Answer Solution to the problem via R is:
- $1$
- $21$
- $171$
- $527$
My attempt of solution is this (for point 2.):
I have $1$ way among $10$ to select the first element, $1$ way among $9$ to choose the second element and then $7$ ways among $8$ to choose the third element. So I have $1\cdot 1 \cdot7$ ways to choose the sequence.
Since the 2 "correct" elements can be in different position within the sequence, I have to compute in how many ways this happen, i.e. $\binom{3}{2} = 3$. So $3\cdot7=21$. This is matching R results.
Applying this procedure to point 3. is not giving me a correct result. I think I figured out the problem but i don't know how to model it.
I have $1$ way among $10$ to choose the first element, then $8$ ways among $9$ to choose the second and $7$ among $8$ to choose the third. So I have $1 \cdot 8 \cdot 7 = 56$ ways, that I need to multiply by $\binom{3}{1} = 3$, so $168$ ways instead of $171$.

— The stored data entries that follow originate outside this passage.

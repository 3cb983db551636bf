//! Connection Transport
//!
//! A transport is split exactly once into a reader and a writer. The read
//! pump takes sole ownership of the reader and the write pump of the writer,
//! so concurrent reads or writes on one connection cannot be expressed.
//!
//! Two transports are provided: axum's [`WebSocket`] and an in-process
//! channel pair ([`memory_transport`]) for embedding and tests.

use async_trait::async_trait;
use axum::extract::ws::{Message, WebSocket};
use futures_util::stream::{SplitSink, SplitStream};
use futures_util::{SinkExt, StreamExt};
use std::time::Duration;
use thiserror::Error;
use tokio::sync::mpsc;

/// A single protocol frame
#[derive(Debug, Clone, PartialEq, Eq)]
pub enum Frame {
    Text(String),
    Binary(Vec<u8>),
    Ping(Vec<u8>),
    Pong(Vec<u8>),
    Close,
}

/// Errors raised by a transport
#[derive(Debug, Error)]
pub enum TransportError {
    #[error("Transport closed")]
    Closed,

    #[error("Timed out after {0:?}")]
    Timeout(Duration),

    #[error("WebSocket error: {0}")]
    WebSocket(#[from] axum::Error),
}

/// Exclusive read half of a connection
#[async_trait]
pub trait TransportReader: Send + 'static {
    /// Receive the next frame, or `None` once the peer has gone away.
    async fn recv(&mut self) -> Option<Result<Frame, TransportError>>;
}

/// Exclusive write half of a connection
#[async_trait]
pub trait TransportWriter: Send + 'static {
    async fn send(&mut self, frame: Frame) -> Result<(), TransportError>;

    /// Flush and release the underlying connection.
    async fn close(&mut self) -> Result<(), TransportError>;
}

/// A full-duplex, message-framed connection
pub trait Transport: Send + 'static {
    type Reader: TransportReader;
    type Writer: TransportWriter;

    fn split(self) -> (Self::Reader, Self::Writer);
}

impl From<Message> for Frame {
    fn from(message: Message) -> Self {
        match message {
            Message::Text(text) => Frame::Text(text),
            Message::Binary(data) => Frame::Binary(data),
            Message::Ping(data) => Frame::Ping(data),
            Message::Pong(data) => Frame::Pong(data),
            Message::Close(_) => Frame::Close,
        }
    }
}

impl From<Frame> for Message {
    fn from(frame: Frame) -> Self {
        match frame {
            Frame::Text(text) => Message::Text(text),
            Frame::Binary(data) => Message::Binary(data),
            Frame::Ping(data) => Message::Ping(data),
            Frame::Pong(data) => Message::Pong(data),
            Frame::Close => Message::Close(None),
        }
    }
}

/// Read half of an axum WebSocket
pub struct WsReader(SplitStream<WebSocket>);

/// Write half of an axum WebSocket
pub struct WsWriter(SplitSink<WebSocket, Message>);

impl Transport for WebSocket {
    type Reader = WsReader;
    type Writer = WsWriter;

    fn split(self) -> (WsReader, WsWriter) {
        let (sink, stream) = StreamExt::split(self);
        (WsReader(stream), WsWriter(sink))
    }
}

#[async_trait]
impl TransportReader for WsReader {
    async fn recv(&mut self) -> Option<Result<Frame, TransportError>> {
        self.0
            .next()
            .await
            .map(|result| result.map(Frame::from).map_err(TransportError::from))
    }
}

#[async_trait]
impl TransportWriter for WsWriter {
    async fn send(&mut self, frame: Frame) -> Result<(), TransportError> {
        self.0.send(Message::from(frame)).await?;
        Ok(())
    }

    async fn close(&mut self) -> Result<(), TransportError> {
        self.0.close().await?;
        Ok(())
    }
}

/// In-process transport backed by unbounded channels
pub struct MemoryTransport {
    inbound: mpsc::UnboundedReceiver<Frame>,
    outbound: mpsc::UnboundedSender<Frame>,
}

/// The remote end of a [`MemoryTransport`]
pub struct MemoryPeer {
    tx: Option<mpsc::UnboundedSender<Frame>>,
    rx: mpsc::UnboundedReceiver<Frame>,
}

/// Create a connected transport/peer pair.
pub fn memory_transport() -> (MemoryTransport, MemoryPeer) {
    let (to_server, inbound) = mpsc::unbounded_channel();
    let (outbound, from_server) = mpsc::unbounded_channel();
    (
        MemoryTransport { inbound, outbound },
        MemoryPeer {
            tx: Some(to_server),
            rx: from_server,
        },
    )
}

pub struct MemoryReader(mpsc::UnboundedReceiver<Frame>);

pub struct MemoryWriter(Option<mpsc::UnboundedSender<Frame>>);

impl Transport for MemoryTransport {
    type Reader = MemoryReader;
    type Writer = MemoryWriter;

    fn split(self) -> (MemoryReader, MemoryWriter) {
        (MemoryReader(self.inbound), MemoryWriter(Some(self.outbound)))
    }
}

#[async_trait]
impl TransportReader for MemoryReader {
    async fn recv(&mut self) -> Option<Result<Frame, TransportError>> {
        self.0.recv().await.map(Ok)
    }
}

#[async_trait]
impl TransportWriter for MemoryWriter {
    async fn send(&mut self, frame: Frame) -> Result<(), TransportError> {
        let tx = self.0.as_ref().ok_or(TransportError::Closed)?;
        tx.send(frame).map_err(|_| TransportError::Closed)
    }

    async fn close(&mut self) -> Result<(), TransportError> {
        self.0.take();
        Ok(())
    }
}

impl MemoryPeer {
    /// Send a frame to the server side. Returns false once disconnected.
    pub fn send(&self, frame: Frame) -> bool {
        match &self.tx {
            Some(tx) => tx.send(frame).is_ok(),
            None => false,
        }
    }

    pub fn send_text(&self, text: impl Into<String>) -> bool {
        self.send(Frame::Text(text.into()))
    }

    /// Next frame from the server, or `None` once the server released the
    /// connection.
    pub async fn recv(&mut self) -> Option<Frame> {
        self.rx.recv().await
    }

    /// Next text frame, skipping heartbeats.
    pub async fn recv_text(&mut self) -> Option<String> {
        loop {
            match self.rx.recv().await? {
                Frame::Text(text) => return Some(text),
                Frame::Ping(_) | Frame::Pong(_) | Frame::Binary(_) => continue,
                Frame::Close => return None,
            }
        }
    }

    /// Refuse further frames from the server; its writes start failing.
    pub fn stop_reading(&mut self) {
        self.rx.close();
    }

    /// Stop sending; the server's reader sees end of stream.
    pub fn hang_up(&mut self) {
        self.tx.take();
    }
}
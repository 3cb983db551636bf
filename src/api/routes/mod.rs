//! API Routes
//!
//! Route handlers organized by functionality.

pub mod health;
pub mod pages;
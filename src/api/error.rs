//! API Error Types
//!
//! Defines error types for the API layer and implements conversion
//! to HTTP responses with appropriate status codes.

use axum::{
    http::StatusCode,
    response::{IntoResponse, Response},
    Json,
};
use serde::Serialize;
use thiserror::Error;

/// API error types
#[derive(Error, Debug)]
pub enum ApiError {
    /// Resource not found
    #[error("Not found: {0}")]
    NotFound(String),

    /// Internal server error
    #[error("Internal error: {0}")]
    Internal(String),

    /// IO error
    #[error("IO error: {0}")]
    Io(#[from] std::io::Error),
}

/// Error response body
#[derive(Serialize)]
pub struct ErrorResponse {
    pub error: ErrorBody,
    pub request_id: String,
}

/// Error details
#[derive(Serialize)]
pub struct ErrorBody {
    pub code: String,
    pub message: String,
}

impl IntoResponse for ApiError {
    fn into_response(self) -> Response {
        let (status, code) = match &self {
            ApiError::NotFound(_) => (StatusCode::NOT_FOUND, "NOT_FOUND"),
            ApiError::Internal(_) => (StatusCode::INTERNAL_SERVER_ERROR, "INTERNAL_ERROR"),
            ApiError::Io(_) => (StatusCode::INTERNAL_SERVER_ERROR, "IO_ERROR"),
        };

        let request_id = uuid::Uuid::new_v4().to_string();

        tracing::error!(
            request_id = %request_id,
            error_code = %code,
            error_message = %self,
            "API error occurred"
        );

        let body = ErrorResponse {
            error: ErrorBody {
                code: code.to_string(),
                message: self.to_string(),
            },
            request_id,
        };

        (status, Json(body)).into_response()
    }
}

/// Result type for API operations
pub type ApiResult<T> = Result<T, ApiError>;

#[cfg(test)]
mod tests {
    use super::*;

    #[test]
    fn test_status_codes() {
        let response = ApiError::NotFound("home.html".into()).into_response();
        assert_eq!(response.status(), StatusCode::NOT_FOUND);

        let response = ApiError::Internal("boom".into()).into_response();
        assert_eq!(response.status(), StatusCode::INTERNAL_SERVER_ERROR);

        let io = std::io::Error::new(std::io::ErrorKind::PermissionDenied, "denied");
        let response = ApiError::from(io).into_response();
        assert_eq!(response.status(), StatusCode::INTERNAL_SERVER_ERROR);
    }
}
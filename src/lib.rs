//! # Parley
//!
//! Real-time chat broadcast relay. Clients connect over WebSocket, and every
//! chat message one of them sends is fanned out to all connected clients.
//!
//! ## Features
//!
//! - **Single dispatch loop**: one task owns the session registry, no locks
//! - **Bounded mailboxes**: a slow client never stalls the others
//! - **Heartbeats**: ping/pong liveness with read and write deadlines
//! - **htmx front end**: optional HTML fragment output for the bundled chat page
//!
//! ## Modules
//!
//! - [`websocket`]: Hub, session pumps and transport abstraction
//! - [`api`]: HTTP server with Axum
//! - [`config`]: TOML and environment configuration
//!
//! ## Quick Start
//!
//! ```rust,no_run
//! use parley::api::{serve, AppState};
//! use parley::config::Config;
//! use parley::websocket::Hub;
//!
//! #[tokio::main]
//! async fn main() -> Result<(), Box<dyn std::error::Error>> {
//!     let config = Config::default();
//!
//!     // Start the dispatch loop
//!     let (hub, _dispatch) = Hub::spawn(config.relay.hub_config());
//!
//!     // Serve chat page, WebSocket endpoint and health checks
//!     let state = AppState::new(hub, config.relay.session_config(), config.server.clone());
//!     serve(state, &config.server).await?;
//!
//!     Ok(())
//! }
//! ```

pub mod api;
pub mod config;
pub mod websocket;

pub use api::{build_router, serve, ApiError, AppState};

pub use config::{Config, ConfigError, LoggingConfig, RelayConfig, ServerConfig};

pub use websocket::{
    accept, websocket_handler, ChatInput, ChatMessage, Hub, HubConfig, HubError, OutboundFormat,
    SessionConfig, SessionError, SessionHandle, SessionId, SlowConsumerPolicy,
};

I think this is due to the fact that if I choose as second element the third element of $s$, whichever elements I will choose as third element it will be different from the third element of $s$. The problem is that I don't know how to model with a formula this part.
I hope I have been clear enough.
Is there anyone who can help me? Or maybe there is a easier way to compute?
Thanks.
Fix a triple from $S$ and let $x$ be the number of terms from your selected triple. Then $$ \sum_{x=0}^3\binom{3}{x}\binom{S-3}{3-x} $$ will count all of the scenarios you describe. Each term of the above sum counts one of your scenarios.